James White, one of two buzzed about films at the 51st Annual Chicago International Film Festival dealing with a protagonist in the throes of addiction (I Smile Back being the other), stars Christopher Abbott, of Girls fame, as the titular character. He’s a New York twenty-something coping both with the recent loss of his father – whom he wasn’t close to – and with his mother’s battle with cancer. His mother (Cynthia Nixon) seems to be the only person he truly cares for, and throughout the film, he’ll mostly be there for her no matter how dreary eyed he is from the night before. It’s an honest film, and one that treats its characters with respect no matter the choices they make.
James self-medicates as a means to escape feelings he can’t confront, trading a more conventional grieving process for bar stools and a Mexican vacation. Writer/director Josh Mond, in his directorial debut (who has been a producer with Borderline Films), shoots James’ stupor in extreme close-up, the camera gliding along with him so that every crevice of pain can be felt subjectively through James’ eyes.
Mond spoke after the screening about the personal nature of the film; having lost his mother to cancer a couple years ago. “Making the film allowed me to explore some pretty painful stuff,” Mond said in the film’s press notes. “To paraphrase the playwright John Guare ‘going into your imagination makes self-reflection bearable.’ It wasn’t easy to engage in that reflection, though.”
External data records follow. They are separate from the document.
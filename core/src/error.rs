use thiserror::Error;

#[derive(Error, Debug, Copy, Clone, PartialEq, Eq)]
pub enum GameError {
    #[error("Invalid configuration: {0}")]
    InvalidConfiguration(ConfigProblem),
    #[error("Coordinates out of bounds")]
    OutOfBounds,
    #[error("Board has not been initialized")]
    NotInitialized,
}

/// Why a board or mine configuration was rejected.
#[derive(Error, Debug, Copy, Clone, PartialEq, Eq)]
pub enum ConfigProblem {
    #[error("board dimensions must be at least 1x1")]
    EmptyBoard,
    #[error("at least one mine is required")]
    NoMines,
    #[error("more mines than cells")]
    TooManyMines,
    #[error("duplicate mine position")]
    DuplicateMine,
    #[error("layout size does not match the board")]
    SizeMismatch,
}

impl From<ConfigProblem> for GameError {
    fn from(problem: ConfigProblem) -> Self {
        Self::InvalidConfiguration(problem)
    }
}

pub type Result<T> = core::result::Result<T, GameError>;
In many ways, the film is quite difficult. And it still manages to diverge away from “disease porn” cliché; Abbott’s acting reads grounded and authentic. He has an every-man quality that keeps the film from diverging into the overly-melodramatic. Abbott also portrays the moments of vulnerability just as well as the moments where his character can’t help but open his emotional floodgates, and the supporting cast of Nixon as his mother, and Kid Cudi as his best friend/semi-enabler, all do a superb job of backing a story that truly is about the bond between mother and son, no matter how dire or bleak the circumstances.
James White opens Nov. 13 in limited release.